Auto-sklearn consumes a lot of memory compared to dataset size
See original GitHub issueDescribe the bug
By default memory_limit is set to 3GB for machine learning models. I do get following error even when I use data of size ~3.5MB.
ValueError: Dummy prediction failed with run state StatusType.MEMOUT and additional output: {'error': 'Memout (used more than 1024 MB).', 'configuration_origin': 'DUMMY'}
As per subsample_if_too_large, 10x memory should be sufficient to successfully train best model. But I have to increase memory_limit to 4-5GB to successfully run experiments.
We have performed few experiments to find root cause. It looks like it is related to pynisher and some memory is used by python interpreter.

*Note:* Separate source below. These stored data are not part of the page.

//! CCSend - sends MIDI when a control is adjusted.
//!
//! Four "Send" controls each drive a configurable controller number. Moving
//! a control queues a control change carrying the new value. Bank select
//! and program controls queue bank (CC 0 / CC 32) and program change
//! messages. Queued messages go out at the start of the next block, ahead
//! of the input, which is forwarded unchanged.
//!
//! ```text
//! control thread: set(Send 2, 64) ──► pending[1] = true
//! process():      pending[1] ──► B0|ch  cc[1]  64 ──► forwarded input
//! ```

use std::sync::atomic::{AtomicBool, Ordering};
use std::sync::Arc;

use chordkit::prelude::*;

// =============================================================================
// Plugin Configuration
// =============================================================================

/// Plugin metadata.
pub static CONFIG: PluginConfig = PluginConfig::new("CCSend", 2)
    .with_description("Plugin that sends MIDI CC commands when a control is adjusted")
    .with_version(0, 1, 1);

// =============================================================================
// Parameters
// =============================================================================

/// Number of send controls.
pub const SENDS: usize = 4;

/// Id of the first "CC n" parameter.
pub const FIRST_CC: ParameterId = 4;
/// Id of the output channel parameter.
pub const CHANNEL: ParameterId = 8;
/// Id of the bank select MSB parameter.
pub const BANK_MSB: ParameterId = 9;
/// Id of the bank select LSB parameter.
pub const BANK_LSB: ParameterId = 10;
/// Id of the program parameter.
pub const PROGRAM: ParameterId = 11;

// Pending slots: one per send, then bank MSB, bank LSB, program.
const PENDING_BANK_MSB: usize = SENDS;
const PENDING_BANK_LSB: usize = SENDS + 1;
const PENDING_PROGRAM: usize = SENDS + 2;
const PENDING_SLOTS: usize = SENDS + 3;

/// CCSend parameters and the queue of messages waiting to be sent.
pub struct CcSendParameters {
    sends: [IntParameter; SENDS],
    controllers: [IntParameter; SENDS],
    channel: IntParameter,
    bank_msb: IntParameter,
    bank_lsb: IntParameter,
    program: IntParameter,
    pending: [AtomicBool; PENDING_SLOTS],
}

impl CcSendParameters {
    pub fn new() -> Self {
        Self {
            sends: std::array::from_fn(|i| {
                IntParameter::new(format!("Send {}", i + 1), 0, 0..=127)
                    .with_id(i as ParameterId)
                    .with_group(0)
            }),
            controllers: std::array::from_fn(|i| {
                IntParameter::new(format!("CC {}", i + 1), 101 + i as i64, 0..=127)
                    .with_id(FIRST_CC + i as ParameterId)
                    .with_group(1)
                    .non_automatable()
            }),
            channel: IntParameter::new("Channel", 0, 0..=15).with_id(CHANNEL),
            bank_msb: IntParameter::new("Bank MSB", 0, 0..=127)
                .with_id(BANK_MSB)
                .with_group(2),
            bank_lsb: IntParameter::new("Bank LSB", 0, 0..=127)
                .with_id(BANK_LSB)
                .with_group(2),
            program: IntParameter::new("Program", 0, 0..=127)
                .with_id(PROGRAM)
                .with_group(2),
            pending: std::array::from_fn(|_| AtomicBool::new(false)),
        }
    }

    /// Controller number driven by send `index`.
    pub fn controller(&self, index: usize) -> u8 {
        self.controllers
            .get(index)
            .map_or(0, |p| p.get().clamp(0, 127) as u8)
    }

    /// Output channel (0-15).
    pub fn channel(&self) -> MidiChannel {
        self.channel.get().clamp(0, 15) as MidiChannel
    }

    /// Whether any message is waiting to be sent.
    pub fn has_pending(&self) -> bool {
        self.pending.iter().any(|p| p.load(Ordering::Acquire))
    }

    /// Drop every queued message.
    pub fn clear_pending(&self) {
        for p in &self.pending {
            p.store(false, Ordering::Release);
        }
    }

    /// Append queued messages to `output` at sample offset 0 and clear the
    /// queue. Values are read when the message is built, so several writes
    /// between blocks send only the latest value.
    pub fn drain_pending(&self, output: &mut MidiBuffer) {
        let channel = self.channel();

        for (i, send) in self.sends.iter().enumerate() {
            if self.take(i) {
                output.push(MidiEvent::control_change(
                    0,
                    channel,
                    self.controller(i),
                    data_byte(send),
                ));
            }
        }
        if self.take(PENDING_BANK_MSB) {
            output.push(MidiEvent::control_change(
                0,
                channel,
                cc::BANK_SELECT_MSB,
                data_byte(&self.bank_msb),
            ));
        }
        if self.take(PENDING_BANK_LSB) {
            output.push(MidiEvent::control_change(
                0,
                channel,
                cc::BANK_SELECT_LSB,
                data_byte(&self.bank_lsb),
            ));
        }
        if self.take(PENDING_PROGRAM) {
            output.push(MidiEvent::program_change(0, channel, data_byte(&self.program)));
        }
    }

    fn take(&self, slot: usize) -> bool {
        self.pending[slot].swap(false, Ordering::AcqRel)
    }

    fn pending_slot(id: ParameterId) -> Option<usize> {
        match id {
            0..=3 => Some(id as usize),
            BANK_MSB => Some(PENDING_BANK_MSB),
            BANK_LSB => Some(PENDING_BANK_LSB),
            PROGRAM => Some(PENDING_PROGRAM),
            _ => None,
        }
    }
}

impl Default for CcSendParameters {
    fn default() -> Self {
        Self::new()
    }
}

impl std::fmt::Debug for CcSendParameters {
    fn fmt(&self, f: &mut std::fmt::Formatter<'_>) -> std::fmt::Result {
        f.debug_struct("CcSendParameters")
            .field("sends", &self.sends.each_ref().map(IntParameter::get))
            .field("controllers", &self.controllers.each_ref().map(IntParameter::get))
            .field("channel", &self.channel.get())
            .field("has_pending", &self.has_pending())
            .finish()
    }
}

fn data_byte(parameter: &IntParameter) -> u8 {
    parameter.get().clamp(0, 127) as u8
}

impl ParameterStore for CcSendParameters {
    fn count(&self) -> usize {
        12
    }

    fn parameter(&self, index: usize) -> Option<&dyn ParameterRef> {
        match index {
            0..=3 => Some(&self.sends[index]),
            4..=7 => Some(&self.controllers[index - 4]),
            8 => Some(&self.channel),
            9 => Some(&self.bank_msb),
            10 => Some(&self.bank_lsb),
            11 => Some(&self.program),
            _ => None,
        }
    }

    fn group_count(&self) -> usize {
        3
    }

    fn group(&self, index: usize) -> Option<GroupInfo> {
        let name = match index {
            0 => "Send",
            1 => "CC",
            2 => "Program",
            _ => return None,
        };
        Some(GroupInfo::new(index as GroupId, name))
    }

    /// Sends queue a message when their value changes. Bank and program
    /// queue one on every accepted write.
    fn set(&self, id: ParameterId, value: ParameterValue) -> bool {
        let Some(parameter) = self.by_id(id) else {
            log::debug!("set on unknown parameter {id}");
            return false;
        };
        let previous = parameter.get_plain();
        if !parameter.set_plain(value) {
            return false;
        }
        if let Some(slot) = Self::pending_slot(id) {
            let is_send = slot < SENDS;
            if !is_send || parameter.get_plain() != previous {
                self.pending[slot].store(true, Ordering::Release);
            }
        }
        true
    }
}

// =============================================================================
// Processor
// =============================================================================

/// CCSend processor.
#[derive(Debug)]
pub struct CcSend {
    parameters: Arc<CcSendParameters>,
}

impl CcSend {
    pub fn new() -> Self {
        log::debug!("{} created", CONFIG.name);
        Self {
            parameters: Arc::new(CcSendParameters::new()),
        }
    }
}

impl Default for CcSend {
    fn default() -> Self {
        Self::new()
    }
}

impl MidiProcessor for CcSend {
    type Parameters = CcSendParameters;

    fn config(&self) -> &'static PluginConfig {
        &CONFIG
    }

    fn parameters(&self) -> &Arc<CcSendParameters> {
        &self.parameters
    }

    fn process(&mut self, input: &[MidiEvent], output: &mut MidiBuffer) {
        self.parameters.drain_pending(output);
        pass_through(input, output);
        if output.has_overflowed() {
            log::warn!(
                "MIDI output full ({} events), dropped {}",
                output.capacity(),
                output.dropped()
            );
        }
    }

    fn reset(&mut self, _output: &mut MidiBuffer) {
        self.parameters.clear_pending();
    }
}

#[cfg(test)]
mod tests {
    use super::*;
    use std::thread;

    fn process(plugin: &mut CcSend, input: &[MidiEvent]) -> Vec<[u8; 3]> {
        let mut output = MidiBuffer::with_capacity(32);
        plugin.process(input, &mut output);
        output.iter().map(|e| e.data).collect()
    }

    #[test]
    fn test_parameter_layout() {
        let plugin = CcSend::new();
        let params = plugin.parameters();
        assert_eq!(params.count(), 12);
        assert_eq!(params.info(0).unwrap().symbol, "send_1");
        assert_eq!(params.info(7).unwrap().symbol, "cc_4");
        assert_eq!(params.get(FIRST_CC), Some(101.0));
        assert_eq!(params.get(FIRST_CC + 3), Some(104.0));
        assert!(!params.info(FIRST_CC as usize).unwrap().flags.can_automate);
        assert_eq!(params.find_by_symbol("bank_msb"), Some(BANK_MSB));
        assert_eq!(params.find_group_by_name("Program"), Some(2));
        assert_eq!(params.group(3), None);
    }

    #[test]
    fn test_send_queues_new_value() {
        let mut plugin = CcSend::new();
        assert!(plugin.set_parameter(1, 64.0));
        let out = process(&mut plugin, &[]);
        assert_eq!(out, vec![[0xB0, 102, 64]]);
        // Queue is empty afterwards.
        assert!(process(&mut plugin, &[]).is_empty());
    }

    #[test]
    fn test_unchanged_or_rejected_writes_queue_nothing() {
        let mut plugin = CcSend::new();
        assert!(plugin.set_parameter(0, 0.0));
        assert!(!plugin.set_parameter(0, 128.0));
        assert!(!plugin.set_parameter(0, f32::NAN));
        assert!(!plugin.set_parameter(12, 1.0));
        assert!(!plugin.parameters().has_pending());
        assert!(process(&mut plugin, &[]).is_empty());
    }

    #[test]
    fn test_latest_value_wins() {
        let mut plugin = CcSend::new();
        assert!(plugin.set_parameter(0, 10.0));
        assert!(plugin.set_parameter(0, 20.5));
        let out = process(&mut plugin, &[]);
        assert_eq!(out, vec![[0xB0, 101, 20]]);
    }

    #[test]
    fn test_controller_and_channel() {
        let mut plugin = CcSend::new();
        assert!(plugin.set_parameter(FIRST_CC + 2, 7.0));
        assert!(plugin.set_parameter(CHANNEL, 9.0));
        // Changing the CC number or channel sends nothing by itself.
        assert!(process(&mut plugin, &[]).is_empty());
        assert!(plugin.set_parameter(2, 100.0));
        let out = process(&mut plugin, &[]);
        assert_eq!(out, vec![[0xB9, 7, 100]]);
    }

    #[test]
    fn test_bank_and_program_order() {
        let mut plugin = CcSend::new();
        assert!(plugin.set_parameter(PROGRAM, 5.0));
        assert!(plugin.set_parameter(BANK_LSB, 2.0));
        assert!(plugin.set_parameter(BANK_MSB, 1.0));
        assert!(plugin.set_parameter(3, 127.0));
        let mut output = MidiBuffer::with_capacity(8);
        plugin.process(&[], &mut output);
        let events: Vec<_> = output.iter().copied().collect();
        assert_eq!(events[0].data, [0xB0, 104, 127]);
        assert_eq!(events[1].data, [0xB0, cc::BANK_SELECT_MSB, 1]);
        assert_eq!(events[2].data, [0xB0, cc::BANK_SELECT_LSB, 2]);
        assert_eq!(events[3].bytes(), &[0xC0, 5]);
        assert!(events.iter().all(|e| e.sample_offset == 0));
    }

    #[test]
    fn test_program_resent_on_same_value() {
        let mut plugin = CcSend::new();
        assert!(plugin.set_parameter(PROGRAM, 0.0));
        let mut output = MidiBuffer::with_capacity(8);
        plugin.process(&[], &mut output);
        assert_eq!(output.len(), 1);
        assert_eq!(output.as_slice()[0].bytes(), &[0xC0, 0]);
    }

    #[test]
    fn test_input_forwarded_after_queue() {
        let mut plugin = CcSend::new();
        let input = [
            MidiEvent::note_on(3, 0, 60, 100),
            MidiEvent::control_change(7, 1, cc::MOD_WHEEL, 9),
            MidiEvent::note_off(12, 0, 60, 0),
        ];
        assert!(plugin.set_parameter(0, 1.0));
        let mut output = MidiBuffer::with_capacity(8);
        plugin.process(&input, &mut output);
        assert_eq!(output.len(), 4);
        assert_eq!(output.as_slice()[0].data, [0xB0, 101, 1]);
        assert_eq!(&output.as_slice()[1..], &input);
    }

    #[test]
    fn test_reset_drops_queue() {
        let mut plugin = CcSend::new();
        assert!(plugin.set_parameter(0, 1.0));
        let mut output = MidiBuffer::with_capacity(8);
        plugin.reset(&mut output);
        assert!(output.is_empty());
        assert!(process(&mut plugin, &[]).is_empty());
    }

    #[test]
    fn test_write_from_control_thread() {
        let mut plugin = CcSend::new();
        let params = Arc::clone(plugin.parameters());
        thread::spawn(move || {
            assert!(params.set(0, 42.0));
        })
        .join()
        .unwrap();
        let out = process(&mut plugin, &[]);
        assert_eq!(out, vec![[0xB0, 101, 42]]);
    }

    #[test]
    fn test_config() {
        let plugin = CcSend::new();
        assert_eq!(plugin.config().name, "CCSend");
        assert_eq!(plugin.config().version_string(), "0.1.1");
        assert_eq!(plugin.preset_count(), 0);
    }
}
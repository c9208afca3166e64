//! Chordulator - plays a different chord for each note of the octave.
//!
//! The keyboard is split at the split point. The octave directly below it
//! is the modifier zone: each of its twelve keys selects a chord from the
//! table below, and the lowest held modifier key wins. Notes at or above
//! the split point are expanded into the selected chord. With no modifier
//! held the "None" chord plays the root note alone.
//!
//! # Parameters
//!
//! | id | name | range | default |
//! |----|------|-------|---------|
//! | 0-11 | "C chord" .. "B chord" | 1-21 | key + 1 |
//! | 12 | "Split Point" | 12-115 | 60 (C4) |
//! | 13 | "Latch" | off/on | off |
//!
//! With latch on, releasing the modifier keys keeps the last chord.

use std::sync::Arc;

use chordkit::prelude::*;

// =============================================================================
// Plugin Configuration
// =============================================================================

/// Plugin metadata.
pub static CONFIG: PluginConfig = PluginConfig::new("Chordulator", 2)
    .with_description(
        "Plugin that creates different chords for each note of the octave based on modulator notes",
    )
    .with_version(1, 0, 0);

// =============================================================================
// Chord Table
// =============================================================================

/// Chords selectable from the modifier zone. Id 0 plays the root only.
pub const CHORDS: &[(&str, &[u8])] = &[
    ("None", &[0]),
    ("Major", &[0, 4, 7]),
    ("Minor", &[0, 3, 7]),
    ("Diminished", &[0, 3, 6]),
    ("Augmented", &[0, 4, 8]),
    ("Major Seventh", &[0, 4, 7, 11]),
    ("Minor Seventh", &[0, 3, 7, 10]),
    ("Dominant Seventh", &[0, 4, 7, 10]),
    ("Diminished Seventh", &[0, 3, 6, 9]),
    ("Half-Diminished Seventh", &[0, 3, 6, 10]),
    ("Minor Major Seventh", &[0, 3, 7, 11]),
    ("Suspended Second", &[0, 2, 7]),
    ("Suspended Fourth", &[0, 5, 7]),
    ("Sixth", &[0, 4, 7, 9]),
    ("Minor Sixth", &[0, 3, 7, 9]),
    ("Ninth", &[0, 4, 7, 10, 14]),
    ("Minor Ninth", &[0, 3, 7, 10, 14]),
    ("Major Ninth", &[0, 4, 7, 11, 14]),
    ("Eleventh", &[0, 4, 7, 10, 14, 17]),
    ("Minor Eleventh", &[0, 3, 7, 10, 14, 17]),
    ("Thirteenth", &[0, 4, 7, 10, 14, 17, 21]),
    ("Minor Thirteenth", &[0, 3, 7, 10, 14, 17, 21]),
];

// =============================================================================
// Parameters
// =============================================================================

/// Id of the split point parameter.
pub const SPLIT_POINT: ParameterId = 12;

/// Id of the latch parameter.
pub const LATCH: ParameterId = 13;

/// Chordulator parameters.
#[derive(Debug)]
pub struct ChordulatorParameters {
    chords: [IntParameter; 12],
    split_point: IntParameter,
    latch: BoolParameter,
}

impl ChordulatorParameters {
    /// Build parameters whose chord choices cover `table` (excluding id 0).
    pub fn new(table: &ChordTable) -> Self {
        let last = table.len().saturating_sub(1) as i64;
        let labels = Formatter::labels(1, table.names().into_iter().skip(1));
        let chords = std::array::from_fn(|key| {
            IntParameter::new(format!("{} chord", NOTE_NAMES[key]), key as i64 + 1, 1..=last)
                .with_id(key as ParameterId)
                .with_formatter(labels.clone())
        });
        Self {
            chords,
            split_point: IntParameter::new("Split Point", 60, 12..=115)
                .with_id(SPLIT_POINT)
                .with_formatter(Formatter::NoteName),
            latch: BoolParameter::new("Latch", false).with_id(LATCH),
        }
    }

    /// Chord assigned to modifier key `key` (0 = lowest note of the zone).
    pub fn chord_for_key(&self, key: u8) -> ChordId {
        self.chords
            .get(key as usize)
            .map_or(BYPASS_CHORD, |p| ChordId::try_from(p.get()).unwrap_or(ChordId::MAX))
    }

    /// First note of the play zone.
    pub fn split_point(&self) -> MidiNote {
        MidiNote::try_from(self.split_point.get()).unwrap_or(60)
    }

    /// Returns true if released modifier keys keep their chord.
    pub fn latch(&self) -> bool {
        self.latch.get()
    }
}

impl ParameterStore for ChordulatorParameters {
    fn count(&self) -> usize {
        14
    }

    fn parameter(&self, index: usize) -> Option<&dyn ParameterRef> {
        match index {
            0..=11 => Some(&self.chords[index]),
            12 => Some(&self.split_point),
            13 => Some(&self.latch),
            _ => None,
        }
    }
}

// =============================================================================
// Voicing
// =============================================================================

/// Expands play notes with the chord selected in the modifier zone.
#[derive(Debug)]
pub struct ChordulatorVoicing {
    table: ChordTable,
    parameters: Arc<ChordulatorParameters>,
    state: ModifierState,
}

impl ChordulatorVoicing {
    pub fn new(table: ChordTable, parameters: Arc<ChordulatorParameters>) -> Self {
        Self {
            table,
            parameters,
            state: ModifierState::new(),
        }
    }

    /// Chord that the next play note will use.
    pub fn active_chord(&self) -> ChordId {
        self.state.active()
    }
}

impl Voicing for ChordulatorVoicing {
    fn zones(&self) -> KeyZones {
        KeyZones::split(self.parameters.split_point())
    }

    fn modifier(&mut self, note: MidiNote, _key: u8, pressed: bool) {
        let zones = self.zones();
        let parameters = &self.parameters;
        let assigned = |key| parameters.chord_for_key(key);
        if pressed {
            self.state.press(note, &zones, assigned);
        } else {
            self.state
                .release(note, &zones, assigned, parameters.latch());
        }
    }

    fn voice(&self, note: MidiNote, velocity: u8) -> Option<Chord> {
        let id = self.state.active();
        let definition = self.table.get(id)?;
        let mut chord = Chord::from_table(id);
        for output in definition.notes_from(note) {
            chord.push(output, velocity);
        }
        Some(chord)
    }

    fn reset(&mut self) {
        self.state.reset();
    }
}

// =============================================================================
// Processor
// =============================================================================

/// Chordulator processor.
#[derive(Debug)]
pub struct Chordulator {
    parameters: Arc<ChordulatorParameters>,
    engine: ChordEngine<ChordulatorVoicing>,
}

impl Chordulator {
    /// Create a processor with the default engine configuration.
    pub fn new() -> PluginResult<Self> {
        Self::with_config(EngineConfig::default())
    }

    /// Create a processor with an explicit engine configuration.
    pub fn with_config(config: EngineConfig) -> PluginResult<Self> {
        let table = ChordTable::from_static(CHORDS)?;
        let parameters = Arc::new(ChordulatorParameters::new(&table));
        let voicing = ChordulatorVoicing::new(table, Arc::clone(&parameters));
        log::debug!("{} created with {} chords", CONFIG.name, CHORDS.len());
        Ok(Self {
            parameters,
            engine: ChordEngine::new(voicing, config),
        })
    }

    /// Chord that the next play note will use.
    pub fn active_chord(&self) -> ChordId {
        self.engine.voicing().active_chord()
    }

    /// The engine, for inspecting held notes.
    pub fn engine(&self) -> &ChordEngine<ChordulatorVoicing> {
        &self.engine
    }
}

impl MidiProcessor for Chordulator {
    type Parameters = ChordulatorParameters;

    fn config(&self) -> &'static PluginConfig {
        &CONFIG
    }

    fn parameters(&self) -> &Arc<ChordulatorParameters> {
        &self.parameters
    }

    fn process(&mut self, input: &[MidiEvent], output: &mut MidiBuffer) {
        self.engine.process(input, output);
    }

    fn reset(&mut self, output: &mut MidiBuffer) {
        self.engine.release_all(0, output);
        self.engine.reset();
    }
}
//! Per-note record of what was actually sent.
//!
//! Each play note that produced note-ons remembers the exact output notes,
//! so its note-off releases them byte-for-byte even if the chord table,
//! the active chord or a parameter changed in between.

use smallvec::SmallVec;

use crate::chord::{ChordId, MAX_CHORD_NOTES};
use crate::midi::{MidiChannel, MidiNote};
use crate::types::NOTE_COUNT;

/// Output notes sounding for one input note.
#[derive(Debug, Clone, Default, PartialEq, Eq)]
pub struct HeldChord {
    chord: Option<ChordId>,
    channel: MidiChannel,
    notes: SmallVec<[MidiNote; MAX_CHORD_NOTES]>,
}

impl HeldChord {
    /// Record for `notes` sent on `channel`, produced by `chord` when the
    /// voicing has a chord id.
    pub fn new(chord: Option<ChordId>, channel: MidiChannel, notes: &[MidiNote]) -> Self {
        Self {
            chord,
            channel,
            notes: SmallVec::from_slice(notes),
        }
    }

    /// Chord id that produced the notes, if any.
    #[inline]
    pub fn chord(&self) -> Option<ChordId> {
        self.chord
    }

    /// Channel the note-ons went out on.
    #[inline]
    pub fn channel(&self) -> MidiChannel {
        self.channel
    }

    /// Notes in the order their note-ons were emitted.
    #[inline]
    pub fn notes(&self) -> &[MidiNote] {
        &self.notes
    }
}

/// Held-note record for all 128 note numbers.
#[derive(Debug, Clone)]
pub struct HeldNotes {
    records: [Option<HeldChord>; NOTE_COUNT],
    count: usize,
}

impl HeldNotes {
    /// Nothing held.
    pub fn new() -> Self {
        Self {
            records: std::array::from_fn(|_| None),
            count: 0,
        }
    }

    /// Returns true if `note` has a record.
    #[inline]
    pub fn is_held(&self, note: MidiNote) -> bool {
        self.get(note).is_some()
    }

    /// Record for `note`.
    #[inline]
    pub fn get(&self, note: MidiNote) -> Option<&HeldChord> {
        self.records.get(note as usize).and_then(Option::as_ref)
    }

    /// Store a record, returning the one it replaces.
    pub fn hold(&mut self, note: MidiNote, chord: HeldChord) -> Option<HeldChord> {
        let slot = self.records.get_mut(note as usize)?;
        let previous = slot.replace(chord);
        if previous.is_none() {
            self.count += 1;
        }
        previous
    }

    /// Take the record for `note`, leaving it unheld.
    pub fn release(&mut self, note: MidiNote) -> Option<HeldChord> {
        let taken = self.records.get_mut(note as usize)?.take();
        if taken.is_some() {
            self.count -= 1;
        }
        taken
    }

    /// Number of held input notes.
    #[inline]
    pub fn len(&self) -> usize {
        self.count
    }

    /// Returns true if no note is held.
    #[inline]
    pub fn is_empty(&self) -> bool {
        self.count == 0
    }

    /// Iterate over held notes in ascending order.
    pub fn iter(&self) -> impl Iterator<Item = (MidiNote, &HeldChord)> {
        self.records
            .iter()
            .enumerate()
            .filter_map(|(note, record)| record.as_ref().map(|r| (note as MidiNote, r)))
    }

    /// Take every record in ascending note order.
    pub fn drain(&mut self, mut f: impl FnMut(MidiNote, HeldChord)) {
        if self.count == 0 {
            return;
        }
        for (note, slot) in self.records.iter_mut().enumerate() {
            if let Some(record) = slot.take() {
                f(note as MidiNote, record);
            }
        }
        self.count = 0;
    }
}

impl Default for HeldNotes {
    fn default() -> Self {
        Self::new()
    }
}
//! # chordkit-core
//!
//! Core abstractions for the chordkit MIDI plugins.
//!
//! Every plugin in the collection consumes a block of timestamped MIDI
//! events and produces another. The chord plugins share one engine that
//! splits the keyboard into zones, expands play notes into chords and
//! remembers what it sent so that note-offs always match.
//!
//! ## Main Traits
//!
//! - [`MidiProcessor`] - Plugin processor driven by a host wrapper
//! - [`Voicing`] - Per-plugin strategy turning a play note into a chord
//! - [`ParameterStore`] - Parameter collection addressed by stable ids
//!
//! ## Types
//!
//! - [`MidiEvent`] / [`MidiBuffer`] - Raw MIDI events and bounded output
//! - [`ChordTable`] - Immutable chord definitions
//! - [`KeyZones`] / [`ModifierState`] - Split point and modifier keys
//! - [`HeldNotes`] - Per-note record of sent notes
//! - [`ChordEngine`] - Zone routing and chord expansion
//! - [`PluginConfig`] / [`EngineConfig`] - Metadata and behaviour switches
//! - [`PluginError`] / [`ChordError`] - Error types

pub mod chord;
pub mod config;
pub mod engine;
pub mod error;
pub mod held;
pub mod midi;
pub mod modifier;
pub mod parameter_format;
pub mod parameter_info;
pub mod parameter_store;
pub mod parameter_types;
pub mod plugin;
pub mod types;
pub mod zone;

// Re-exports for convenience
pub use chord::{ChordDefinition, ChordId, ChordTable, Offsets, BYPASS_CHORD, MAX_CHORD_NOTES};
pub use config::{EngineConfig, LowNotePolicy, PluginConfig};
pub use engine::{pass_through, Chord, ChordEngine, Voice, Voicing};
pub use error::{ChordError, PluginError, PluginResult};
pub use held::{HeldChord, HeldNotes};
pub use midi::{cc, status, MidiBuffer, MidiChannel, MidiEvent, MidiEventKind, MidiNote, MAX_MIDI_EVENTS};
pub use modifier::ModifierState;
pub use parameter_format::Formatter;
pub use parameter_info::{symbol_from_name, GroupId, GroupInfo, ParameterFlags, ParameterInfo, ROOT_GROUP_ID};
pub use parameter_store::ParameterStore;
pub use parameter_types::{BoolParameter, FloatParameter, IntParameter, ParameterRef};
pub use plugin::MidiProcessor;
pub use types::{
    note_name, pitch_class_name, ParameterId, ParameterValue, MAX_NOTE, NOTE_COUNT, NOTE_NAMES,
    NOTE_SYMBOLS, OCTAVE,
};
pub use zone::{KeyZones, ModifierSpan, Zone};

I do wonder why is such large memory is required for such small dataset.
To Reproduce
I am using following script. I am getting same error even with n=1,2,3 and 4 i.e. (memory_limit=1-4GB).
import sklearn.datasets
import pandas as pd
import autosklearn.classification
X, y = sklearn.datasets.fetch_openml(data_id=1461, return_X_y=True, as_frame=False)
for col in X.columns:
if X[col].dtype.name == 'object':
X[col] = X[col].astype('category')
X_train, X_test, y_train, y_test = sklearn.model_selection.train_test_split(X, y, random_state=1)
print('data shape:', X_train.shape)
n=1
automl = autosklearn.classification.AutoSklearnClassifier(
time_left_for_this_task=300,
per_run_time_limit=60,
tmp_folder='/tmp/autosklearn_classification_example_tmp',
output_folder='/tmp/autosklearn_classification_example_out',
memory_limit=n*1024,
)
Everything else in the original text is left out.